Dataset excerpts
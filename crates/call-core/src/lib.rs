//! Core call state and configuration for the warm transfer agent.
//!
//! This crate provides the shared vocabulary used by the gateway, tool and
//! orchestrator crates:
//!
//! - [`CallSession`] / [`TransferAction`] - Per-call mutable state
//! - [`SessionStore`] - Versioned session storage with compare-and-swap
//! - [`TelephonyConfig`] - Typed configuration, validated once at load time
//!
//! # Example
//!
//! ```rust
//! use call_core::{CallSession, InMemorySessionStore, SessionStore};
//!
//! # async fn example() -> Result<(), call_core::SessionError> {
//! let store = InMemorySessionStore::new();
//! store.upsert(CallSession::new("call-1", "caller-chan-1")).await?;
//!
//! let session = store.get("call-1").await?.expect("session exists");
//! assert!(session.audio_capture_enabled);
//! # Ok(())
//! # }
//! ```

mod config;
mod error;
mod session;
mod store;

pub use config::{
    AiIdentity, AttendedTransferConfig, DestinationConfig, DestinationType, ExtensionConfig,
    ExtensionsConfig, TelephonyConfig, TransferConfig, CONFIG_PATH_ENV, DEFAULT_APP_NAME,
    DEFAULT_CONFIG_PATH, DEFAULT_DIAL_TIMEOUT_SECS, DEFAULT_MOH_CLASS, DEFAULT_TECHNOLOGY,
};
pub use error::{ConfigError, SessionError};
pub use session::{ActionType, CallSession, TransferAction, TransferDecision};
pub use store::{CasOutcome, InMemorySessionStore, SessionStore};

// Re-export async_trait for convenience
pub use async_trait::async_trait;
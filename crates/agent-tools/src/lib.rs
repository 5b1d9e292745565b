//! Tool registry and telephony tools for the voice agent.
//!
//! This crate provides a `ToolRegistry` for registering and executing tools
//! the conversation layer can invoke during a call. Every tool returns a
//! uniform [`ToolOutput`] (`success`, `failed` or `error` plus
//! operation-specific fields); [`ToolRegistry::dispatch`] folds errors into
//! that shape so the caller never sees an `Err`.
//!
//! # Built-in Tools
//!
//! - [`CheckExtensionStatus`] - Query whether an internal extension is
//!   available via its device state.
//!
//! The attended transfer tool lives with the transfer orchestrator, which
//! owns the session state it acts on.
//!
//! # Example
//!
//! ```rust,ignore
//! use std::sync::Arc;
//! use agent_tools::{telephony_registry, ToolArgs};
//!
//! let registry = telephony_registry(gateway, config);
//! let output = registry
//!     .dispatch("check_extension_status", ToolArgs::default().param("extension", "2765"))
//!     .await;
//! println!("{}", output.to_json());
//! ```

pub mod device_state;
mod error;
mod registry;
mod tool;
pub mod tools;

use std::sync::Arc;

use ari_client::CallControl;
use call_core::TelephonyConfig;

pub use device_state::{
    check_availability, normalize_state, resolve_device_state_id, DeviceStateResolution,
    ResolutionSource,
};
pub use error::ToolError;
pub use registry::ToolRegistry;
pub use tool::{
    CallContext, Tool, ToolArgs, ToolOutput, ToolParameter, ToolStatus,
    DEFAULT_MAX_EXECUTION_TIME,
};
pub use tools::{CheckExtensionStatus, DeviceStateResult};

// Re-export async_trait for convenience
pub use async_trait::async_trait;

/// Create a registry with the telephony tools that need no call session.
pub fn telephony_registry(
    gateway: Arc<dyn CallControl>,
    config: Arc<TelephonyConfig>,
) -> ToolRegistry {
    let mut registry = ToolRegistry::new();
    registry.register(CheckExtensionStatus::new(gateway, config));
    registry
}
//! Call-control gateway for the Asterisk REST Interface (ARI).
//!
//! This crate provides:
//!
//! - [`CallControl`] - The gateway trait the orchestrator depends on
//! - [`Command`] - A single REST command (method, resource, params, body)
//! - [`AriClient`] - A `reqwest`-based implementation of [`CallControl`]
//!
//! # Example
//!
//! ```no_run
//! use ari_client::{AriClient, AriConfig, CallControl};
//!
//! # async fn example() -> Result<(), ari_client::GatewayError> {
//! let client = AriClient::connect(AriConfig::from_env()?).await?;
//!
//! let state = client.device_state("PJSIP/2765").await?;
//! println!("{} is {}", state.name, state.state);
//! # Ok(())
//! # }
//! ```

pub mod client;
pub mod command;
pub mod config;
pub mod error;
pub mod gateway;

pub use client::AriClient;
pub use command::{encode_path_segment, Command, DeviceState, Method, OriginateRequest};
pub use config::AriConfig;
pub use error::GatewayError;
pub use gateway::CallControl;

// Re-export async_trait for implementors
pub use async_trait::async_trait;
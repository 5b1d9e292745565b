//! Device state name resolution and availability mapping.
//!
//! A device state name is usually `<TECH>/<EXT>` (e.g. `PJSIP/2765` or
//! `SIP/6000`). Which technology applies to an extension can come from the
//! caller, from the extension directory, or from the extension's dial string.

use std::fmt;

use call_core::{ExtensionConfig, ExtensionsConfig};

/// State value that means the device is idle and reachable.
pub const AVAILABLE_STATE: &str = "NOT_INUSE";

/// Where a resolved device state name came from.
#[derive(Debug, Clone, Copy, PartialEq, Eq)]
pub enum ResolutionSource {
    ParameterDeviceStateId,
    ConfigDeviceStateId,
    ConfigDeviceStateTech,
    ConfigDialString,
    ParameterTech,
    Unresolved,
}

impl ResolutionSource {
    pub fn as_str(&self) -> &'static str {
        match self {
            ResolutionSource::ParameterDeviceStateId => "parameter.device_state_id",
            ResolutionSource::ConfigDeviceStateId => "config.device_state_id",
            ResolutionSource::ConfigDeviceStateTech => "config.device_state_tech",
            ResolutionSource::ConfigDialString => "config.dial_string",
            ResolutionSource::ParameterTech => "parameter.tech",
            ResolutionSource::Unresolved => "",
        }
    }
}

impl fmt::Display for ResolutionSource {
    fn fmt(&self, f: &mut fmt::Formatter<'_>) -> fmt::Result {
        f.write_str(self.as_str())
    }
}

/// A resolved (or unresolved) device state name.
#[derive(Debug, Clone, PartialEq, Eq)]
pub struct DeviceStateResolution {
    /// Empty when unresolved.
    pub device_state_id: String,
    pub source: ResolutionSource,
}

impl DeviceStateResolution {
    fn new(device_state_id: impl Into<String>, source: ResolutionSource) -> Self {
        Self {
            device_state_id: device_state_id.into(),
            source,
        }
    }

    fn unresolved() -> Self {
        Self::new("", ResolutionSource::Unresolved)
    }

    pub fn is_resolved(&self) -> bool {
        !self.device_state_id.is_empty()
    }
}

/// Technology prefix of a dial string (`PJSIP/2765@from-internal` → `PJSIP`).
pub fn parse_dial_string_tech(dial_string: &str) -> Option<&str> {
    let (tech, _) = dial_string.trim().split_once('/')?;
    let tech = tech.trim();
    if tech.is_empty() {
        None
    } else {
        Some(tech)
    }
}

/// Find the directory entry for an extension.
///
/// Entries are matched by key first; failing that, by a dial string that
/// ends with `/<extension>` or contains `/<extension>@`.
pub fn find_extension<'a>(
    extension: &str,
    extensions: &'a ExtensionsConfig,
) -> Option<&'a ExtensionConfig> {
    if let Some(entry) = extensions.internal.get(extension) {
        return Some(entry);
    }

    let suffix = format!("/{}", extension);
    let infix = format!("/{}@", extension);
    extensions.internal.values().find(|entry| {
        entry
            .dial_string
            .as_deref()
            .map(|ds| ds.ends_with(&suffix) || ds.contains(&infix))
            .unwrap_or(false)
    })
}

/// Resolve the device state name to query for an extension.
///
/// First match wins: explicit id, configured id, configured tech (unless
/// `auto`), tech from the configured dial string, explicit tech.
pub fn resolve_device_state_id(
    extension: &str,
    tech: &str,
    device_state_id: &str,
    extensions: &ExtensionsConfig,
) -> DeviceStateResolution {
    let extension = extension.trim();
    if extension.is_empty() {
        return DeviceStateResolution::unresolved();
    }

    let explicit_id = device_state_id.trim();
    if !explicit_id.is_empty() {
        return DeviceStateResolution::new(explicit_id, ResolutionSource::ParameterDeviceStateId);
    }

    if let Some(entry) = find_extension(extension, extensions) {
        if let Some(id) = non_blank(entry.device_state_id.as_deref()) {
            return DeviceStateResolution::new(id, ResolutionSource::ConfigDeviceStateId);
        }

        if let Some(cfg_tech) = non_blank(entry.device_state_tech.as_deref()) {
            if !cfg_tech.eq_ignore_ascii_case("auto") {
                return DeviceStateResolution::new(
                    device_name(cfg_tech, extension),
                    ResolutionSource::ConfigDeviceStateTech,
                );
            }
        }

        if let Some(dial_tech) = entry.dial_string.as_deref().and_then(parse_dial_string_tech) {
            return DeviceStateResolution::new(
                device_name(dial_tech, extension),
                ResolutionSource::ConfigDialString,
            );
        }
    }

    if let Some(tech) = non_blank(Some(tech)) {
        return DeviceStateResolution::new(device_name(tech, extension), ResolutionSource::ParameterTech);
    }

    DeviceStateResolution::unresolved()
}

/// Uppercased, trimmed state value.
pub fn normalize_state(raw_state: &str) -> String {
    raw_state.trim().to_uppercase()
}

/// Whether a reported device state means the extension can take a call.
///
/// Only `NOT_INUSE` counts; busy, ringing, unavailable, empty and unknown
/// values are all treated as unavailable.
pub fn check_availability(raw_state: &str) -> bool {
    normalize_state(raw_state) == AVAILABLE_STATE
}

fn device_name(tech: &str, extension: &str) -> String {
    format!("{}/{}", tech.to_uppercase(), extension)
}

fn non_blank(value: Option<&str>) -> Option<&str> {
    value.map(str::trim).filter(|v| !v.is_empty())
}

#[cfg(test)]
mod tests {
    use super::*;

    fn directory() -> ExtensionsConfig {
        let mut extensions = ExtensionsConfig::default();
        extensions
            .internal
            .insert("6000".to_string(), ExtensionConfig::with_dial_string("SIP/6000"));
        extensions.internal.insert(
            "2765".to_string(),
            ExtensionConfig {
                device_state_tech: Some("pjsip".to_string()),
                dial_string: Some("SIP/2765".to_string()),
                ..ExtensionConfig::default()
            },
        );
        extensions.internal.insert(
            "front_desk".to_string(),
            ExtensionConfig::with_dial_string("PJSIP/7001@from-internal"),
        );
        extensions.internal.insert(
            "lobby".to_string(),
            ExtensionConfig::with_dial_string("IAX2/8100"),
        );
        extensions.internal.insert(
            "3000".to_string(),
            ExtensionConfig {
                device_state_id: Some("Custom:agent3000".to_string()),
                device_state_tech: Some("SIP".to_string()),
                ..ExtensionConfig::default()
            },
        );
        extensions.internal.insert(
            "4000".to_string(),
            ExtensionConfig {
                device_state_tech: Some("AUTO".to_string()),
                dial_string: Some("PJSIP/4000".to_string()),
                ..ExtensionConfig::default()
            },
        );
        extensions
    }

    #[test]
    fn test_explicit_id_wins() {
        let r = resolve_device_state_id("3000", "SIP", " Custom/agentA ", &directory());
        assert_eq!(r.device_state_id, "Custom/agentA");
        assert_eq!(r.source, ResolutionSource::ParameterDeviceStateId);
    }

    #[test]
    fn test_configured_id_before_tech() {
        let r = resolve_device_state_id("3000", "", "", &directory());
        assert_eq!(r.device_state_id, "Custom:agent3000");
        assert_eq!(r.source, ResolutionSource::ConfigDeviceStateId);
    }

    #[test]
    fn test_configured_tech_before_dial_string() {
        let r = resolve_device_state_id("2765", "SIP", "", &directory());
        assert_eq!(r.device_state_id, "PJSIP/2765");
        assert_eq!(r.source, ResolutionSource::ConfigDeviceStateTech);
    }

    #[test]
    fn test_auto_tech_falls_through_to_dial_string() {
        let r = resolve_device_state_id("4000", "", "", &directory());
        assert_eq!(r.device_state_id, "PJSIP/4000");
        assert_eq!(r.source, ResolutionSource::ConfigDialString);
    }

    #[test]
    fn test_dial_string_tech() {
        let r = resolve_device_state_id("6000", "PJSIP", "", &directory());
        assert_eq!(r.device_state_id, "SIP/6000");
        assert_eq!(r.source, ResolutionSource::ConfigDialString);
    }

    #[test]
    fn test_fallback_match_by_dial_string() {
        let r = resolve_device_state_id("7001", "", "", &directory());
        assert_eq!(r.device_state_id, "PJSIP/7001");
        assert_eq!(r.source, ResolutionSource::ConfigDialString);

        let r = resolve_device_state_id("8100", "", "", &directory());
        assert_eq!(r.device_state_id, "IAX2/8100");
    }

    #[test]
    fn test_parameter_tech_last() {
        let r = resolve_device_state_id("9999", "pjsip", "", &directory());
        assert_eq!(r.device_state_id, "PJSIP/9999");
        assert_eq!(r.source, ResolutionSource::ParameterTech);
    }

    #[test]
    fn test_unresolved() {
        let r = resolve_device_state_id("9999", "", "", &directory());
        assert!(!r.is_resolved());
        assert_eq!(r.source, ResolutionSource::Unresolved);
        assert_eq!(r.source.as_str(), "");

        let r = resolve_device_state_id("  ", "SIP", "SIP/1", &directory());
        assert!(!r.is_resolved());
    }

    #[test]
    fn test_resolution_is_deterministic() {
        let extensions = directory();
        for ext in ["6000", "2765", "7001", "3000", "9999"] {
            let first = resolve_device_state_id(ext, "SIP", "", &extensions);
            for _ in 0..5 {
                assert_eq!(resolve_device_state_id(ext, "SIP", "", &extensions), first);
            }
        }
    }

    #[test]
    fn test_parse_dial_string_tech() {
        assert_eq!(parse_dial_string_tech("PJSIP/2765"), Some("PJSIP"));
        assert_eq!(parse_dial_string_tech("PJSIP/2765@from-internal"), Some("PJSIP"));
        assert_eq!(parse_dial_string_tech(" SIP /6000"), Some("SIP"));
        assert_eq!(parse_dial_string_tech("2765"), None);
        assert_eq!(parse_dial_string_tech("/2765"), None);
        assert_eq!(parse_dial_string_tech(""), None);
    }

    #[test]
    fn test_check_availability() {
        assert!(check_availability("NOT_INUSE"));
        assert!(check_availability("not_inuse"));
        assert!(check_availability(" Not_InUse "));
        for state in ["INUSE", "BUSY", "RINGING", "RINGINUSE", "UNAVAILABLE", "ONHOLD", "", "UNKNOWN"] {
            assert!(!check_availability(state), "{} should be unavailable", state);
        }
    }
}
//! The `attended_transfer` tool.

use std::sync::Arc;
use std::time::Duration;

use agent_tools::{async_trait, Tool, ToolArgs, ToolError, ToolOutput, ToolParameter};

use crate::transfer::TransferOrchestrator;

/// Warm-transfers the active caller to a configured destination.
///
/// # Parameters
///
/// - `destination` (alias `target`): Key of a configured transfer
///   destination (e.g. "support_agent").
pub struct AttendedTransfer {
    orchestrator: Arc<TransferOrchestrator>,
}

impl AttendedTransfer {
    pub fn new(orchestrator: Arc<TransferOrchestrator>) -> Self {
        Self { orchestrator }
    }
}

#[async_trait]
impl Tool for AttendedTransfer {
    fn name(&self) -> &str {
        "attended_transfer"
    }

    fn description(&self) -> &str {
        "Warm-transfer the caller to a configured destination. The caller hears hold music \
         while the agent is dialed; the agent presses 1 to accept or 2 to decline."
    }

    fn parameters(&self) -> Vec<ToolParameter> {
        vec![
            ToolParameter::optional(
                "destination",
                "Key of the configured transfer destination (e.g., 'support_agent').",
            ),
            ToolParameter::optional("target", "Alias for 'destination'."),
        ]
    }

    fn requires_call(&self) -> bool {
        true
    }

    fn max_execution_time(&self) -> Duration {
        Duration::from_secs(30)
    }

    async fn execute(&self, args: ToolArgs) -> Result<ToolOutput, ToolError> {
        let call = args.require_call(self.name())?;
        let destination = args
            .get_first(&["destination", "target"])
            .unwrap_or_default();

        Ok(self
            .orchestrator
            .spawn_request(&destination, &call.call_id)
            .await)
    }
}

Task item | Every line of the data that includes the word "SessionError" should be copied.

Problem solution |
//! # async fn example() -> Result<(), call_core::SessionError> {
pub use error::{ConfigError, SessionError};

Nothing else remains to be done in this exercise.